* WORK TASK *
Each line of the data below that carries the word "struct" needs to be copied.

* TASK DATA *
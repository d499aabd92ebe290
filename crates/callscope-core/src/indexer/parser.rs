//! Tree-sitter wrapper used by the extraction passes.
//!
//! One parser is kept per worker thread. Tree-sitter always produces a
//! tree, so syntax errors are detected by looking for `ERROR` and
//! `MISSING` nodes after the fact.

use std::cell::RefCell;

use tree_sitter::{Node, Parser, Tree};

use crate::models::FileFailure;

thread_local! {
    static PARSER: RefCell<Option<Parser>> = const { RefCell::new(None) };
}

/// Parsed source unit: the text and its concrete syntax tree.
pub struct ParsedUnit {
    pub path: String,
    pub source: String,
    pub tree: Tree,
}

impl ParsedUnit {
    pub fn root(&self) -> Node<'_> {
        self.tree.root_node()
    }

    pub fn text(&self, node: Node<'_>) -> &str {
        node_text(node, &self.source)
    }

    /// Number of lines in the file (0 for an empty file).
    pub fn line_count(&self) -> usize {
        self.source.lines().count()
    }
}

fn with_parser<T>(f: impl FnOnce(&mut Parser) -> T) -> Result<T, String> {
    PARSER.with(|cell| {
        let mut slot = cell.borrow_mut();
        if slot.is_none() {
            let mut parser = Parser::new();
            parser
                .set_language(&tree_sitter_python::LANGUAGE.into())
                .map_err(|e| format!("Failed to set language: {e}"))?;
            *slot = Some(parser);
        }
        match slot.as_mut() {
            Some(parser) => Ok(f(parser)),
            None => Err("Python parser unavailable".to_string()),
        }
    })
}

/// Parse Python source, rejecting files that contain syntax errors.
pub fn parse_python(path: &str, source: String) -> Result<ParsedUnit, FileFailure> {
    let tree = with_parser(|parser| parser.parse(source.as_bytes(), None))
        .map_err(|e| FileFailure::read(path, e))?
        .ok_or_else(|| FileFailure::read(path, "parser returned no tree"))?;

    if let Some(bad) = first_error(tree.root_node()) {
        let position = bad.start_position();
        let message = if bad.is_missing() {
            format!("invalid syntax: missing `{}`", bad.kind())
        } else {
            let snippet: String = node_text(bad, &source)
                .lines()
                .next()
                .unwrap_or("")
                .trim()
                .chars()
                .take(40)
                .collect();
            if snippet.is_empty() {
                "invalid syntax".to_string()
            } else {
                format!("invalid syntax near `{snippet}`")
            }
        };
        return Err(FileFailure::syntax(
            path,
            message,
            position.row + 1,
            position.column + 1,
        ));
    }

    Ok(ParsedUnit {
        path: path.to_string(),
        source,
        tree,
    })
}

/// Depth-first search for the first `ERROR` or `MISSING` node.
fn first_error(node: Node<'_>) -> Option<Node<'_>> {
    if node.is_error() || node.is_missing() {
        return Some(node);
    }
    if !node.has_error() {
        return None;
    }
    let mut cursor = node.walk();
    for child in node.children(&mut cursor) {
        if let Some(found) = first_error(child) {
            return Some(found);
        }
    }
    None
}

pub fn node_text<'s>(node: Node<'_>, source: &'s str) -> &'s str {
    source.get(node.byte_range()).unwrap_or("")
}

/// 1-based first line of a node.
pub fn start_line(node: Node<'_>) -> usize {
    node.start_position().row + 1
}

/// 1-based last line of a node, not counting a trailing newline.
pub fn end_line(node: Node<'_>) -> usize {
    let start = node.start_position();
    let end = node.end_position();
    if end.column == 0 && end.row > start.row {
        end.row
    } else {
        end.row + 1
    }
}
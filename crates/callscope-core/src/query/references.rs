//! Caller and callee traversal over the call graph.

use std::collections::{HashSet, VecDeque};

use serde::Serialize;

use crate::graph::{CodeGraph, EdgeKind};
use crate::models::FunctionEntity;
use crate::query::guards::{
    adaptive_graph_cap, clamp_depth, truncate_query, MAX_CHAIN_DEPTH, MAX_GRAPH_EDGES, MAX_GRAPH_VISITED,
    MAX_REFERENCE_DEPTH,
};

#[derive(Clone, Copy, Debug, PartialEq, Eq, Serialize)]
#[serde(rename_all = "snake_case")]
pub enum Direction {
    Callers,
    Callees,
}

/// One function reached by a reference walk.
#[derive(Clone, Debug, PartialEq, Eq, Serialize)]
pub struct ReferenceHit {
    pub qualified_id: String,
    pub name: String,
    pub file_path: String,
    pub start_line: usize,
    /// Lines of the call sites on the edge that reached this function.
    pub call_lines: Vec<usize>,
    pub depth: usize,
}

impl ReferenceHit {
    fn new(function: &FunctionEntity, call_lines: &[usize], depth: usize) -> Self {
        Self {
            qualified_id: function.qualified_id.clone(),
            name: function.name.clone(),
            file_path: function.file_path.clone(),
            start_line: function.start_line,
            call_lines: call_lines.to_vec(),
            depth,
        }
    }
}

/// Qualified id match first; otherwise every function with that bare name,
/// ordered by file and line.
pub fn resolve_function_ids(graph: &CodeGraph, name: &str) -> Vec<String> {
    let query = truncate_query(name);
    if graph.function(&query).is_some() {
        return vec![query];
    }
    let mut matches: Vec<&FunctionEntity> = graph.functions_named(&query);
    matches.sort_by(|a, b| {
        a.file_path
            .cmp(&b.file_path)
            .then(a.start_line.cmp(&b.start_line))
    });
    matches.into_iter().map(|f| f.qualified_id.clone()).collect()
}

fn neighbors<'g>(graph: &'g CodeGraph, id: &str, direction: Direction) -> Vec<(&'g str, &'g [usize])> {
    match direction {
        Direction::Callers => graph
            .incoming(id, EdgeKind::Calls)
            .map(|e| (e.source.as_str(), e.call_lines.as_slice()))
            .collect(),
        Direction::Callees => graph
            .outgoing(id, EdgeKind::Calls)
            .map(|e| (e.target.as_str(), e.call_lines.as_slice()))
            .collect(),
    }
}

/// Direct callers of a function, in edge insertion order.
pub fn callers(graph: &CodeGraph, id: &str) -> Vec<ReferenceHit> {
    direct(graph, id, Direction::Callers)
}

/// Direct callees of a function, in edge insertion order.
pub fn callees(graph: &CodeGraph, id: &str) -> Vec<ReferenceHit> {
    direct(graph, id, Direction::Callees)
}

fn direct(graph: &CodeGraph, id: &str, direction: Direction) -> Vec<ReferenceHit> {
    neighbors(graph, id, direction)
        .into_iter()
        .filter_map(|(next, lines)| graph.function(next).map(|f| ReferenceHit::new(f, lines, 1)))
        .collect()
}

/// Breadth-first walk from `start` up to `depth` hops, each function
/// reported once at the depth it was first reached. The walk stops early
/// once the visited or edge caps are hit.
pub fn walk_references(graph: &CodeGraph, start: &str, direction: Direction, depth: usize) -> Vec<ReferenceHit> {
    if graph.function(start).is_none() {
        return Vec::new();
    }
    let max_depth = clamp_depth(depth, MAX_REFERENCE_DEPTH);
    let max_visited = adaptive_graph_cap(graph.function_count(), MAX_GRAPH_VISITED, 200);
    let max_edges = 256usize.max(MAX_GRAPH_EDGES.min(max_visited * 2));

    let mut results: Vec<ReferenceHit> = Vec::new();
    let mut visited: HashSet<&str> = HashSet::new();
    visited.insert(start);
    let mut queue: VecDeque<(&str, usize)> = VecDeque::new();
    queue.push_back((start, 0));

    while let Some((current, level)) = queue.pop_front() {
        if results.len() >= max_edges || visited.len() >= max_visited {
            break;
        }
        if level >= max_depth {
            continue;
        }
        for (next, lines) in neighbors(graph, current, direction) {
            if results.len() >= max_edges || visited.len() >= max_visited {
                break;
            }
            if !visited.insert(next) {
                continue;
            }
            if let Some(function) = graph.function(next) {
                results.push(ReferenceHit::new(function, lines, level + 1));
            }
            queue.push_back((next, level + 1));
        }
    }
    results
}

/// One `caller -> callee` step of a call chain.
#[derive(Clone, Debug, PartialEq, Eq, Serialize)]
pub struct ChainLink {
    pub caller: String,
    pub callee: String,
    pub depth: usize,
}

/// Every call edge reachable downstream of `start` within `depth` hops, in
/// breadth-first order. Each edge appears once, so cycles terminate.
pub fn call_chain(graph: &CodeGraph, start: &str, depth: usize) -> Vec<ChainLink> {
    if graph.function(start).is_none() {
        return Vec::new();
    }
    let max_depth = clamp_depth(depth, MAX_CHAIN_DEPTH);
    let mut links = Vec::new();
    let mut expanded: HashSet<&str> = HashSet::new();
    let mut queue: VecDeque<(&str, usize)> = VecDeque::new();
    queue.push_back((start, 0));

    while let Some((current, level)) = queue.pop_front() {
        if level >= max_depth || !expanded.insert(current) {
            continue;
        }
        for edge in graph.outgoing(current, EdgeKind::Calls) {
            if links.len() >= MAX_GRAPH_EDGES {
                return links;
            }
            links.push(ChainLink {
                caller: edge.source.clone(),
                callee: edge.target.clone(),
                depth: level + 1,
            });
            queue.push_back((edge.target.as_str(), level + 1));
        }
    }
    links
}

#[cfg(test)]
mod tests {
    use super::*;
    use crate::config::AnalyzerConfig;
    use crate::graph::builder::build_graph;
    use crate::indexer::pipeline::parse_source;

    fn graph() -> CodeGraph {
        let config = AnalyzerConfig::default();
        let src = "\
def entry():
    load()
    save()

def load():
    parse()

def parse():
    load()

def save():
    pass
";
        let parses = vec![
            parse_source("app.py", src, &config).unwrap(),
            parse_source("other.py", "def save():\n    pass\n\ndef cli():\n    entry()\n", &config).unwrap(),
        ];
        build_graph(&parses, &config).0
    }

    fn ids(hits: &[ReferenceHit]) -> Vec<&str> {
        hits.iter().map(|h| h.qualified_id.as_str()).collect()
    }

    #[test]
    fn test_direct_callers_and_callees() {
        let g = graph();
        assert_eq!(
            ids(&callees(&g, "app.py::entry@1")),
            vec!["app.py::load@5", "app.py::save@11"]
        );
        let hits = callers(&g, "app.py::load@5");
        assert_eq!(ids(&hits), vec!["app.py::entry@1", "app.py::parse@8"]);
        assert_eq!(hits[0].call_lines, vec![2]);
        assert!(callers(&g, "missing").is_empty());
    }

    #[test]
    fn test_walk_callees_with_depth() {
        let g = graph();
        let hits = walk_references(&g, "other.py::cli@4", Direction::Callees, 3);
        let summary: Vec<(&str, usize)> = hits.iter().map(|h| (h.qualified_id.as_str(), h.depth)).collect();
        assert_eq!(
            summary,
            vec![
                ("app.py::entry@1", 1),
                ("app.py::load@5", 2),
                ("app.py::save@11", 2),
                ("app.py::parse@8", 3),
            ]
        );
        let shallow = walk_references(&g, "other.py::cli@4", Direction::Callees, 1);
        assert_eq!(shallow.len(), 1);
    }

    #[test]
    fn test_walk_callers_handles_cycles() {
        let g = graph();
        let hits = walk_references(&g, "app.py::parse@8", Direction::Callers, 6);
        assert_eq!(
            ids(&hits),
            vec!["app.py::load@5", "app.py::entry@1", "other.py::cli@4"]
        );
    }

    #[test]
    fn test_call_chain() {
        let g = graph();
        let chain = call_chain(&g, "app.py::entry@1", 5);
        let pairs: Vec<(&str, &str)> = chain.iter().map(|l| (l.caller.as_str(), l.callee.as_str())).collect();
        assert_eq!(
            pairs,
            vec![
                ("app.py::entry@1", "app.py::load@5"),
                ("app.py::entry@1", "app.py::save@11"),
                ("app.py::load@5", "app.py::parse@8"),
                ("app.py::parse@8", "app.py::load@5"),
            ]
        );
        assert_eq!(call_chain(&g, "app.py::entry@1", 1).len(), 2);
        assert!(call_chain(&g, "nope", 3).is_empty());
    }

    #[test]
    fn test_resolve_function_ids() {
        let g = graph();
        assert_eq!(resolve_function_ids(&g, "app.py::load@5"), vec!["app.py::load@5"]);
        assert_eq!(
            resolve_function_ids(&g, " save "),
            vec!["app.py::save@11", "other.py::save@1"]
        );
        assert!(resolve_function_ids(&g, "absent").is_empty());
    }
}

* ANSWER *
pub struct ParsedUnit {
pub struct ReferenceHit {
pub struct ChainLink {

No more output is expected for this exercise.